══ Records provided ══
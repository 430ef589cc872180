use serde::{Deserialize, Serialize};

/// Outcome of one completed request attempt.
#[derive(Debug, Clone, PartialEq, Eq, Serialize, Deserialize)]
pub struct Statistic {
    pub request_method: String,
    pub request_uri: String,
    pub status_code: u16,
    pub success: bool,
    pub time_taken_ms: u64,
}

impl Statistic {
    /// Grouping key used for per-endpoint reporting, e.g. `GET:/health`.
    pub fn endpoint_key(&self) -> String {
        format!("{}:{}", self.request_method, self.request_uri)
    }
}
═══
*Task directions*
Using the data above, show each line where "String" occurs.

*Problem solution*
    pub request_method: String,
    pub request_uri: String,
    pub fn endpoint_key(&self) -> String {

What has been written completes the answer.